__Exercise data__:
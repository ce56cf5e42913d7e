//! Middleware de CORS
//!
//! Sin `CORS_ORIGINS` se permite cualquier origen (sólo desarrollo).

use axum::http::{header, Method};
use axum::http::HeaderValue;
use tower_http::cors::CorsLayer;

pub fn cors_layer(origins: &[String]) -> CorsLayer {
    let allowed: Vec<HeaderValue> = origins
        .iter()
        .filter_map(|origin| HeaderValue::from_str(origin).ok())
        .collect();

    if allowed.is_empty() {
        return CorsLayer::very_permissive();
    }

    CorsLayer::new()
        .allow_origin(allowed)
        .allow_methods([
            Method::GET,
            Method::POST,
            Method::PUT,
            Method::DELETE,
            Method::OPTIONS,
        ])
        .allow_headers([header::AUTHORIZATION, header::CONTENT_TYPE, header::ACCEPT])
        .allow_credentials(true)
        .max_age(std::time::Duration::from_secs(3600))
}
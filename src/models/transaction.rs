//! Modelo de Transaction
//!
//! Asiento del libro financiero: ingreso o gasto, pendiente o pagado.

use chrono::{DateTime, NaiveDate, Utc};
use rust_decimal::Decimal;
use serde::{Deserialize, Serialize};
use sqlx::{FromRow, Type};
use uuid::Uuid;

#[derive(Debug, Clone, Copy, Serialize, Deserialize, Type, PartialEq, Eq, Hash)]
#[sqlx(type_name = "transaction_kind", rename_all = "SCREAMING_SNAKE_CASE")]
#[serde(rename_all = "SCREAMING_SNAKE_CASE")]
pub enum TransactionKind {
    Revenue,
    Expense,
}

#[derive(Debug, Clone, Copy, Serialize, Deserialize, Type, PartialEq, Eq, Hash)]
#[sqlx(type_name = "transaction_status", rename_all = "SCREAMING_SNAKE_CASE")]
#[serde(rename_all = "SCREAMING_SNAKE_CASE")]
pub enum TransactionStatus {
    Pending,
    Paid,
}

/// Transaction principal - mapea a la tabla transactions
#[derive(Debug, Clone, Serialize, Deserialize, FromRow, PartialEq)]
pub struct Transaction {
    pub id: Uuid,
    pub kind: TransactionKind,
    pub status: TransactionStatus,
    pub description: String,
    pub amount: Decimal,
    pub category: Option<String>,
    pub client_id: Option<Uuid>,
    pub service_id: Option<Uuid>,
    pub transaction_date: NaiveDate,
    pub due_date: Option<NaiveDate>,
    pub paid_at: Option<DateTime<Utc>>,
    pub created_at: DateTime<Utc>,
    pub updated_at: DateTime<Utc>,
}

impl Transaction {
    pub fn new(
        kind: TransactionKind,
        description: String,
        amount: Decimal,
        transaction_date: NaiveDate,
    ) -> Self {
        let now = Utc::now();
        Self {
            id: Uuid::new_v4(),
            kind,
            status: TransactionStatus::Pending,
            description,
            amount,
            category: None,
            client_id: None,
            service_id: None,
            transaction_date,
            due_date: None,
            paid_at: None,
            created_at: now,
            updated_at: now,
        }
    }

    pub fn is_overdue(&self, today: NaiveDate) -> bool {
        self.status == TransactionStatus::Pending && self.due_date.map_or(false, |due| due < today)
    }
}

==

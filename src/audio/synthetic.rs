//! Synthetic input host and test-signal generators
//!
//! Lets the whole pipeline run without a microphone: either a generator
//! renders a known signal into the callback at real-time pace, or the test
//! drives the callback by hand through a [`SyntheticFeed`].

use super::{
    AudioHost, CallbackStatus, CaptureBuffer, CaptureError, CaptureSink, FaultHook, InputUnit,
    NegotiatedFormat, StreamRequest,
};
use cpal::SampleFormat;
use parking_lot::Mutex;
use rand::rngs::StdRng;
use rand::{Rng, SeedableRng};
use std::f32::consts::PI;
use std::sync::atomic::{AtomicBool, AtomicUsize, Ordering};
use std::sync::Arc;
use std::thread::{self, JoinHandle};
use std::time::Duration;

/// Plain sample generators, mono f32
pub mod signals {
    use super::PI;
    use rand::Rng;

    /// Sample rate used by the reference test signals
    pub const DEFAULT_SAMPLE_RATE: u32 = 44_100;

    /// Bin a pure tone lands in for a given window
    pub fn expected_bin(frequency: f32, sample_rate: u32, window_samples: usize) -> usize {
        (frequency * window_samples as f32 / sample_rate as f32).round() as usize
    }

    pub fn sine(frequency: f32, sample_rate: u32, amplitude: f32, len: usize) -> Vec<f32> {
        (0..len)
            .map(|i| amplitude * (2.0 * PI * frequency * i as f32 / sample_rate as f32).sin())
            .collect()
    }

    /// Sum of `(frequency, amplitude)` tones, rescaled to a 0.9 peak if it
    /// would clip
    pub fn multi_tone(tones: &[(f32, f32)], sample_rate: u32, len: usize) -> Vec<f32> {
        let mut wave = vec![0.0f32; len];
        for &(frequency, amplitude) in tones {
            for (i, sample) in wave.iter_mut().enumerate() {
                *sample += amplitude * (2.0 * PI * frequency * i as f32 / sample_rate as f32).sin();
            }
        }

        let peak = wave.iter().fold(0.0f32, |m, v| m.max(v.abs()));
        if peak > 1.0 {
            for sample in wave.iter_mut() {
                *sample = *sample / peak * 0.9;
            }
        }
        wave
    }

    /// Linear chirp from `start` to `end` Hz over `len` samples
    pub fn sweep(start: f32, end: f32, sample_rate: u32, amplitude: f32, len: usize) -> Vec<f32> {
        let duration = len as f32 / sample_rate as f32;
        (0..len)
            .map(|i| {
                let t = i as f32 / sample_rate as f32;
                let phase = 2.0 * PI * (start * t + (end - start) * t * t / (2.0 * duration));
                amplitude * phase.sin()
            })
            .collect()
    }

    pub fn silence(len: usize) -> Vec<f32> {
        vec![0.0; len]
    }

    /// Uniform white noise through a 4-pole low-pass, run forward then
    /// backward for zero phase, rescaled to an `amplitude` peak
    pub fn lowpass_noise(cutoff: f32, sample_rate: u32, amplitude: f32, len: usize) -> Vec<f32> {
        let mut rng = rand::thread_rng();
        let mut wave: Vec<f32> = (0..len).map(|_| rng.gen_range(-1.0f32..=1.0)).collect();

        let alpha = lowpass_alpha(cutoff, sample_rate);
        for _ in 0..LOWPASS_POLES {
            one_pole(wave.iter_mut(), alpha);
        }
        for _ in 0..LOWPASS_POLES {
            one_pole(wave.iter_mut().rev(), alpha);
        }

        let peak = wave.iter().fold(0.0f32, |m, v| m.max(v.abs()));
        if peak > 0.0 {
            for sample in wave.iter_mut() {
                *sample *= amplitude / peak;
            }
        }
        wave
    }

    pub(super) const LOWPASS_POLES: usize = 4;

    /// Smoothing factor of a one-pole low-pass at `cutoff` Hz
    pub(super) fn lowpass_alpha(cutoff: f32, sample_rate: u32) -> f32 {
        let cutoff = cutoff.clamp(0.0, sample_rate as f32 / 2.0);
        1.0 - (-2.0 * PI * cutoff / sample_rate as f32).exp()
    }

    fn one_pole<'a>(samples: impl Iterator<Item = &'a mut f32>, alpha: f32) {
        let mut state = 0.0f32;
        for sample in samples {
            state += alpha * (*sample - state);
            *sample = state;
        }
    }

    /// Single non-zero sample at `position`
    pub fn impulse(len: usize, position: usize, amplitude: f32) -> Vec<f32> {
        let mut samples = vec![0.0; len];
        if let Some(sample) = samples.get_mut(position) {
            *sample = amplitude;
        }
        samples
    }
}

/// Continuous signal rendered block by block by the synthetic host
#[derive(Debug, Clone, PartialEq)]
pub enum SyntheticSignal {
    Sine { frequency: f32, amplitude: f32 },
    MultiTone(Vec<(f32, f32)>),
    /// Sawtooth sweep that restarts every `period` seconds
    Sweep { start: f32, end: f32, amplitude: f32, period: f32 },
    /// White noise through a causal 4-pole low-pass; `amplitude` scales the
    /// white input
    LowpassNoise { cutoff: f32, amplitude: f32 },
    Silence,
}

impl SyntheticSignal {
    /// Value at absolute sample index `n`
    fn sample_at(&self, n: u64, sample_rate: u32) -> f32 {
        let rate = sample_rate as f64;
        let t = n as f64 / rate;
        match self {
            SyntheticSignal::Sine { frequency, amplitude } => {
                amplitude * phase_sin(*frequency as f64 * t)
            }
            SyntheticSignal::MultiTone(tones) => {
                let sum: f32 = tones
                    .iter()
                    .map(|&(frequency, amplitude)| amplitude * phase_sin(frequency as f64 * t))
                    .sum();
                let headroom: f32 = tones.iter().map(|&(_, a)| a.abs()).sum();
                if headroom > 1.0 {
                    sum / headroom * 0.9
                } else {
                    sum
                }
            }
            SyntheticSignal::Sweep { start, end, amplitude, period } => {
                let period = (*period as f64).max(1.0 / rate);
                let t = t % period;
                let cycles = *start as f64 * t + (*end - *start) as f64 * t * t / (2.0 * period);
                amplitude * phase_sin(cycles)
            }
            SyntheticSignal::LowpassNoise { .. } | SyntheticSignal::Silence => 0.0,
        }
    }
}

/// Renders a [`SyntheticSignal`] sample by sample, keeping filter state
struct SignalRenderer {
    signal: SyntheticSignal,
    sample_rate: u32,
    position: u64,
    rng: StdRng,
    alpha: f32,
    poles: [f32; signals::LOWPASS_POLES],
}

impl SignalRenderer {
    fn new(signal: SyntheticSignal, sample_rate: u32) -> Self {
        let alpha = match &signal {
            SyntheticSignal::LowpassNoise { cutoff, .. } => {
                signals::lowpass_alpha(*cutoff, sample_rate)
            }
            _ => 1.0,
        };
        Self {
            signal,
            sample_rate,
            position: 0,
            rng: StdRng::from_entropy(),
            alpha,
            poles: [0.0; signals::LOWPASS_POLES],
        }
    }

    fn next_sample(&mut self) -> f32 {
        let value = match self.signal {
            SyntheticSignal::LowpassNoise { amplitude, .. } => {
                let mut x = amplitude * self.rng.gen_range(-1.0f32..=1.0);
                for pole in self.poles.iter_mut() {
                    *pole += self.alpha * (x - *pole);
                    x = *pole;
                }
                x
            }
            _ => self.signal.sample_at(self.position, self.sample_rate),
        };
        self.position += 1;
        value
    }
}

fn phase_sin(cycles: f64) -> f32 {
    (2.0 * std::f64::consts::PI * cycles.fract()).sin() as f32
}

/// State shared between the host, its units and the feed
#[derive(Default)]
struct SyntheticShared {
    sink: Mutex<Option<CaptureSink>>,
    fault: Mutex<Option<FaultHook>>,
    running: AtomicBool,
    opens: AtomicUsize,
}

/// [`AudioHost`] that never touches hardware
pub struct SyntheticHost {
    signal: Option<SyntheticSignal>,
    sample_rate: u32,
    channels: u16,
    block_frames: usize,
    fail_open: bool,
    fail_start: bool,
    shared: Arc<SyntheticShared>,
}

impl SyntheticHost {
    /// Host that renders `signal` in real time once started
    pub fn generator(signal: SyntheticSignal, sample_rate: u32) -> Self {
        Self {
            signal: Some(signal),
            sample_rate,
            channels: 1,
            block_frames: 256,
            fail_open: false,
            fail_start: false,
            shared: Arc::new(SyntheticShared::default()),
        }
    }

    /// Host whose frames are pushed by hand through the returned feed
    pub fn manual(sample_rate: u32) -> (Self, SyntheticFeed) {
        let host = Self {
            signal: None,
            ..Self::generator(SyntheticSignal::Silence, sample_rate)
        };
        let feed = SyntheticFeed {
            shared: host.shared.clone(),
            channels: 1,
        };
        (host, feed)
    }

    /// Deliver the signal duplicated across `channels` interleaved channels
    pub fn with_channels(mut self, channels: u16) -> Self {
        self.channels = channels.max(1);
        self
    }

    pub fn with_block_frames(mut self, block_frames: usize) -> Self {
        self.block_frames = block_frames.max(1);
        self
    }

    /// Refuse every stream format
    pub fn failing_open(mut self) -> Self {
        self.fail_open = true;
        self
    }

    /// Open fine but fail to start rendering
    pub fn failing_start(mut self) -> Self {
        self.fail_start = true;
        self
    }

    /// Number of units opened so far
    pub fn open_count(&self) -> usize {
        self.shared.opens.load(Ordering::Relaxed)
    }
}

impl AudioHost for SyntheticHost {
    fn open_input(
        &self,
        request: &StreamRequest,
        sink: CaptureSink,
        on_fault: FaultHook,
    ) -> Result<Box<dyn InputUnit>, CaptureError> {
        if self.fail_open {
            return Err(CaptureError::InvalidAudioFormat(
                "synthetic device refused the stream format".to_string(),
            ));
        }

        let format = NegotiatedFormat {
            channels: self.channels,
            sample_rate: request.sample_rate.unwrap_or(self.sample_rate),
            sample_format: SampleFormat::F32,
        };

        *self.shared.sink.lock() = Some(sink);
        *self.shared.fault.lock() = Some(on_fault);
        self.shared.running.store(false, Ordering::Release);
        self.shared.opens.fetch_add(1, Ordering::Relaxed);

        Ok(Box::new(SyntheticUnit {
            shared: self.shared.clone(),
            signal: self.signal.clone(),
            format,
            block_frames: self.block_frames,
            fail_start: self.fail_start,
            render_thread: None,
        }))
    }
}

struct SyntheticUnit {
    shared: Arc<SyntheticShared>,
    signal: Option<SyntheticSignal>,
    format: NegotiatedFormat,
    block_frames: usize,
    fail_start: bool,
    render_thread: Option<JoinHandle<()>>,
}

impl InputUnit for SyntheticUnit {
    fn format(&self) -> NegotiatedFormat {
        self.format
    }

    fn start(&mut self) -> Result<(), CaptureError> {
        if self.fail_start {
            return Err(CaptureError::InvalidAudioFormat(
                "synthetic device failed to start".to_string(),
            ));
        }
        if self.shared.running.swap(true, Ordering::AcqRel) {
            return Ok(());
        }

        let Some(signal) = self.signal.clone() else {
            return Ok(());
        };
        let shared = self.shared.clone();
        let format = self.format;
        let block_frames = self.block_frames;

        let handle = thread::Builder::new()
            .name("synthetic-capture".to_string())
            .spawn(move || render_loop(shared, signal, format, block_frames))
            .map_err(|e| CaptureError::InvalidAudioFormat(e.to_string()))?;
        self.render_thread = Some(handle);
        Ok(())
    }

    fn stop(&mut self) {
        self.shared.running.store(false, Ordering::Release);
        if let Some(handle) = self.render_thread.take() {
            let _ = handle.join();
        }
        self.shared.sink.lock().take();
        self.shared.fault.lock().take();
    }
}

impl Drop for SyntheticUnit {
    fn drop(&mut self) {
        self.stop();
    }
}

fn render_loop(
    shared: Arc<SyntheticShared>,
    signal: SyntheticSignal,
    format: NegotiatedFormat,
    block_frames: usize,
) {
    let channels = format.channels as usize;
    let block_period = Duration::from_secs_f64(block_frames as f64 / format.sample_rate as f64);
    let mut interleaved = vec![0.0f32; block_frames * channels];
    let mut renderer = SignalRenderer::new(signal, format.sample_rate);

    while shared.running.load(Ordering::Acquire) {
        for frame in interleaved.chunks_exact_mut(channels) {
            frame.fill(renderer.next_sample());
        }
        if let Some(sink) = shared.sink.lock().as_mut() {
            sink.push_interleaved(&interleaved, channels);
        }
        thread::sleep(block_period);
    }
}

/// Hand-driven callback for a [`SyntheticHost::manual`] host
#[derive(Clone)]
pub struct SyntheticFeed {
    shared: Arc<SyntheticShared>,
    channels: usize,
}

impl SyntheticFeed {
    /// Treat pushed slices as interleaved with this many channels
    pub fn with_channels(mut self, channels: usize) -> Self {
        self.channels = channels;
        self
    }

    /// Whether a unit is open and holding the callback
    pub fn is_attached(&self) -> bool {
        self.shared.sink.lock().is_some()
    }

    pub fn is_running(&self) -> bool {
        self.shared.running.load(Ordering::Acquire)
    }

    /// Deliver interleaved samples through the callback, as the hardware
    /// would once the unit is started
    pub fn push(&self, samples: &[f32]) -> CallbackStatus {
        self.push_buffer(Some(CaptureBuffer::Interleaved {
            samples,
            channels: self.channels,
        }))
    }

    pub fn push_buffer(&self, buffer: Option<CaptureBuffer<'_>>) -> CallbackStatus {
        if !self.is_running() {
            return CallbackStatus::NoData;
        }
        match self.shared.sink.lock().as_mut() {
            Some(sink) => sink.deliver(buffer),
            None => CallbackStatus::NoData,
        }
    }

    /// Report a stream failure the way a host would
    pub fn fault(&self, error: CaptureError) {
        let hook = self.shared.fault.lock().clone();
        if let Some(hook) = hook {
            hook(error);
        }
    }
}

==

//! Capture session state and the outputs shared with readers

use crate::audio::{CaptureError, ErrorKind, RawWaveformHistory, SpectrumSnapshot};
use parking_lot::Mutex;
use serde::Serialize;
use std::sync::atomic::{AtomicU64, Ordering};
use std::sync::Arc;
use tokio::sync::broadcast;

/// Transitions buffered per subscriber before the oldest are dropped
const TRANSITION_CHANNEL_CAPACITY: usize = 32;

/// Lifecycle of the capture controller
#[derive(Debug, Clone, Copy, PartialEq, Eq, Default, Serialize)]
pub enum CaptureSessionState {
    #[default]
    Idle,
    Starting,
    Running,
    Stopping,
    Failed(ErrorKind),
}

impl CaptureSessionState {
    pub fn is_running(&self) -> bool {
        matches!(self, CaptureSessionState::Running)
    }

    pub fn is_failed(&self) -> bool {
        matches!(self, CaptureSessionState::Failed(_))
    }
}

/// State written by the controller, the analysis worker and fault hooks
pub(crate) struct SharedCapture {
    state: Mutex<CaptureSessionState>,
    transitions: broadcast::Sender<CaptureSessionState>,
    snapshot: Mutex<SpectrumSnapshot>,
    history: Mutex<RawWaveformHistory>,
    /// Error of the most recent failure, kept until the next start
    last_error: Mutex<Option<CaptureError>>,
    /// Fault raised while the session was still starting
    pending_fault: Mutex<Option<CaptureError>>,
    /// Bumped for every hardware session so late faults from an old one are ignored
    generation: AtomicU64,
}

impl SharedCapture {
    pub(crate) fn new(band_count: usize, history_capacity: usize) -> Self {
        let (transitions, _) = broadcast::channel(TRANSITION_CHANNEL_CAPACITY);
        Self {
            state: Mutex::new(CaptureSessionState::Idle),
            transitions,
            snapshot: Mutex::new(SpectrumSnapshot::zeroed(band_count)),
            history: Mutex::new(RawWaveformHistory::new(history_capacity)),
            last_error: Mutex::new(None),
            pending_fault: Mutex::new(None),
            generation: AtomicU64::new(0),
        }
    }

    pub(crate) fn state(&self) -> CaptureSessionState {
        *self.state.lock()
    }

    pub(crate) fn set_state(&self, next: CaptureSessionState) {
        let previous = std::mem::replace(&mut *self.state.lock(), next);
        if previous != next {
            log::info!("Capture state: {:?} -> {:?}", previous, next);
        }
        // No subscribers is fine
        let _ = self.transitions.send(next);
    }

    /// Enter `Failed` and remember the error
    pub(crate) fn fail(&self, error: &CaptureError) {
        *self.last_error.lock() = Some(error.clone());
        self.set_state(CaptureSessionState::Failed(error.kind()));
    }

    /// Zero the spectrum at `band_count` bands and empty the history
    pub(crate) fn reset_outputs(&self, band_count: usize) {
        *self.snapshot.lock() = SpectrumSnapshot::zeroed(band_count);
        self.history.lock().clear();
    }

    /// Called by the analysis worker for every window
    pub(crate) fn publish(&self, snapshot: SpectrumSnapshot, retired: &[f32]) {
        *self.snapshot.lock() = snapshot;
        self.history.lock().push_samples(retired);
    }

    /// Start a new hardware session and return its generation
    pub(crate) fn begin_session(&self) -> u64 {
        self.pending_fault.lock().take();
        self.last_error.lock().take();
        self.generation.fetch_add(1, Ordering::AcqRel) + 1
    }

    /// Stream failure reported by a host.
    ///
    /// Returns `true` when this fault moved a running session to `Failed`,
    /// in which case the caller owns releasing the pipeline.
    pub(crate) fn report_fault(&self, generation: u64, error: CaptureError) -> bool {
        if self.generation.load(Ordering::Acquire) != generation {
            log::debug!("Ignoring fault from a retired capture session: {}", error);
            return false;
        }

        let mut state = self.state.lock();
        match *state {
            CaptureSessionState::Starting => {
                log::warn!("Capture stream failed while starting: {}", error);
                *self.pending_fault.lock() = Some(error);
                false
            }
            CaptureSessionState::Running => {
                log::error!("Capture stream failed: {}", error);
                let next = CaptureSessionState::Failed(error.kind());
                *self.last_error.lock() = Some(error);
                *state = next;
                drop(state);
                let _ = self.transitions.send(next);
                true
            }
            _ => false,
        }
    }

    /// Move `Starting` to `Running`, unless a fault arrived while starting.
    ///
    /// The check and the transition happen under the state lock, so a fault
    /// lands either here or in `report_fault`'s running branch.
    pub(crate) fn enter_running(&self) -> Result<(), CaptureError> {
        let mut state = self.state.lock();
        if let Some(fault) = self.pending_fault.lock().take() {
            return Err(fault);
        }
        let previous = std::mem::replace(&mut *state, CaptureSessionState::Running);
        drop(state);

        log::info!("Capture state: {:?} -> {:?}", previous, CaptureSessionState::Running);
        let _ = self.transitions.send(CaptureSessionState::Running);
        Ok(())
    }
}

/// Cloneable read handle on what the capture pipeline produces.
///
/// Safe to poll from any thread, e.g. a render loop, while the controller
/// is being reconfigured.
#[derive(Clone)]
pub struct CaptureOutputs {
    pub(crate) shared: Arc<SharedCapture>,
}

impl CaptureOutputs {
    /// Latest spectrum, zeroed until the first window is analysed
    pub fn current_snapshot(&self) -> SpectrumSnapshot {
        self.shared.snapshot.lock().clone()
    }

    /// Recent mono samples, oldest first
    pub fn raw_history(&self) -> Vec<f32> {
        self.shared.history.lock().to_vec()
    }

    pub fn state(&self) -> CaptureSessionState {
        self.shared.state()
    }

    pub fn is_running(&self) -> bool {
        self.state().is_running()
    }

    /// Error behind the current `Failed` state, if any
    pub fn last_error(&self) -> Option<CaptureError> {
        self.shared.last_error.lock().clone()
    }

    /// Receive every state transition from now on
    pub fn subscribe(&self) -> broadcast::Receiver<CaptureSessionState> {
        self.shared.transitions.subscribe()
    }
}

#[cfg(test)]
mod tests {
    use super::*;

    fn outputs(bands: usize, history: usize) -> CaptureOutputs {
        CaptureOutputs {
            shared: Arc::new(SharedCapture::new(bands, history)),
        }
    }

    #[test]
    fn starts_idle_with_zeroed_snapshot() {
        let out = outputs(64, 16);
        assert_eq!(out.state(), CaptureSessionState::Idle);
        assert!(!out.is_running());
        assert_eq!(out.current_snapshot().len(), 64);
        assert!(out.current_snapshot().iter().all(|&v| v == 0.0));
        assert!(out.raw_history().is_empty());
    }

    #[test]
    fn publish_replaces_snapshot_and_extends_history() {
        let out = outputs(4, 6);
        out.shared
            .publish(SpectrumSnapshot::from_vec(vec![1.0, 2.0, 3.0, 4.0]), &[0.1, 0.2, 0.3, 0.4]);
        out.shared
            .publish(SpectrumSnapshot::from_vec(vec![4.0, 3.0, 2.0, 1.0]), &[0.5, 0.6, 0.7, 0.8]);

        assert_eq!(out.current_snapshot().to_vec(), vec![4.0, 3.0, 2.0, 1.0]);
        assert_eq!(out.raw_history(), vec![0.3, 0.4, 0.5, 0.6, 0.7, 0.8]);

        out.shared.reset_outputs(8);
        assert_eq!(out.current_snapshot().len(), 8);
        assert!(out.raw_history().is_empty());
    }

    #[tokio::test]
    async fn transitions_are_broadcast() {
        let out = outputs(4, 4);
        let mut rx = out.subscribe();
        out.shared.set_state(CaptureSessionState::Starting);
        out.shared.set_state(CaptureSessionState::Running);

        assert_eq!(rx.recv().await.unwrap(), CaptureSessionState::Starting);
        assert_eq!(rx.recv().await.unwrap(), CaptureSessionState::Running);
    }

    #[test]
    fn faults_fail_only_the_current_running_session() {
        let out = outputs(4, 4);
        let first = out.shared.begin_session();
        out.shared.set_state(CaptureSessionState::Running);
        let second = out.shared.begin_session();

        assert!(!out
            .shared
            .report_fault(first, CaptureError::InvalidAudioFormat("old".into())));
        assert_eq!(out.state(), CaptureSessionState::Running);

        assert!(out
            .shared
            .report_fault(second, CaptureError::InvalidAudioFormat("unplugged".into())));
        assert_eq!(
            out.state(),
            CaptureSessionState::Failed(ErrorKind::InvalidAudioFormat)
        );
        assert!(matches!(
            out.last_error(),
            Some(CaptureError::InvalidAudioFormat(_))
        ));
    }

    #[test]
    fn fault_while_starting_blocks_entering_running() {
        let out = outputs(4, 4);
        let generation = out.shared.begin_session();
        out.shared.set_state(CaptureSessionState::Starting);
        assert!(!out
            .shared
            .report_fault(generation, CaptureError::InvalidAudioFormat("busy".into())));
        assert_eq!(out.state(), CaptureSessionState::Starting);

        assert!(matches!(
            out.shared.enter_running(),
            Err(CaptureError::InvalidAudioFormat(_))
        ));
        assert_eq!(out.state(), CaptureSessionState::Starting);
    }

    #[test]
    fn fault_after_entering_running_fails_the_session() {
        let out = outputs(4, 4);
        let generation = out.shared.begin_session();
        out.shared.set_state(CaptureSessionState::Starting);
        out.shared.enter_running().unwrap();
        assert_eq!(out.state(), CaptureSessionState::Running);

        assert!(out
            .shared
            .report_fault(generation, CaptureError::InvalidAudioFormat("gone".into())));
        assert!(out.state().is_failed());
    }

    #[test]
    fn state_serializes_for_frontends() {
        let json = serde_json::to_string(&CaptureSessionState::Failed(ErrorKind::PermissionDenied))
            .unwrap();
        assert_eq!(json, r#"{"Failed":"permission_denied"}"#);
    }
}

__Task goal__: Give the number of lines above in which the word "await" occurs, with nothing else.

__Output__: 2